• Work task: Here are some records. Print all of them exactly.

___ Data for processing ___

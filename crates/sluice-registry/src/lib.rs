// SPDX-License-Identifier: PolyForm-Noncommercial-1.0.0
// Copyright (c) 2025 Sylvex. All rights reserved.

//! # sluice-registry
//!
//! Registry service integration for the Sluice gateway.
//!
//! ## Architecture
//!
//! ```text
//! ┌──────────────────┐     ┌────────────────────────┐
//! │  ServerConnector │────►│      RegistrySync      │
//! │  (descriptors,   │     │  upsert / post_event   │
//! │   events)        │     └───────────┬────────────┘
//! └──────────────────┘                 │ Arc<dyn RegistryTransport>
//!                           ┌──────────▼────────────┐
//!                           │ HttpRegistryTransport │──► ExchangeLog
//!                           └──────────┬────────────┘
//!                                      ▼
//!                               Registry Service
//! ```
//!
//! The registry is the only system of record the gateway consults: whether
//! a descriptor exists is always decided by asking it.

#![warn(missing_docs)]
#![deny(unsafe_code)]

pub mod descriptor;
pub mod error;
pub mod http;
pub mod sync;
pub mod transport;

pub use descriptor::{ServerDescriptor, SubscriptionDescriptor, SERVERS_PATH, SUBSCRIPTIONS_PATH};
pub use error::{RegistryError, RegistryResult};
pub use http::{ExchangeLog, HttpRegistryTransport};
pub use sync::{RegistrySync, SyncOutcome};
pub use transport::{is_empty_document, RegistryTransport};

/// Crate version
pub const VERSION: &str = env!("CARGO_PKG_VERSION");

___

• Solution to the exercise:
filename crates/sluice-registry/src/lib.rs
// SPDX-License-Identifier: PolyForm-Noncommercial-1.0.0
// Copyright (c) 2025 Sylvex. All rights reserved.

//! # sluice-registry
//!
//! Registry service integration for the Sluice gateway.
//!
//! ## Architecture
//!
//! ```text
//! ┌──────────────────┐     ┌────────────────────────┐
//! │  ServerConnector │────►│      RegistrySync      │
//! │  (descriptors,   │     │  upsert / post_event   │
//! │   events)        │     └───────────┬────────────┘
//! └──────────────────┘                 │ Arc<dyn RegistryTransport>
//!                           ┌──────────▼────────────┐
//!                           │ HttpRegistryTransport │──► ExchangeLog
//!                           └──────────┬────────────┘
//!                                      ▼
//!                               Registry Service
//! ```
//!
//! The registry is the only system of record the gateway consults: whether
//! a descriptor exists is always decided by asking it.

#![warn(missing_docs)]
#![deny(unsafe_code)]

pub mod descriptor;
pub mod error;
pub mod http;
pub mod sync;
pub mod transport;

pub use descriptor::{ServerDescriptor, SubscriptionDescriptor, SERVERS_PATH, SUBSCRIPTIONS_PATH};
pub use error::{RegistryError, RegistryResult};
pub use http::{ExchangeLog, HttpRegistryTransport};
pub use sync::{RegistrySync, SyncOutcome};
pub use transport::{is_empty_document, RegistryTransport};

/// Crate version
pub const VERSION: &str = env!("CARGO_PKG_VERSION");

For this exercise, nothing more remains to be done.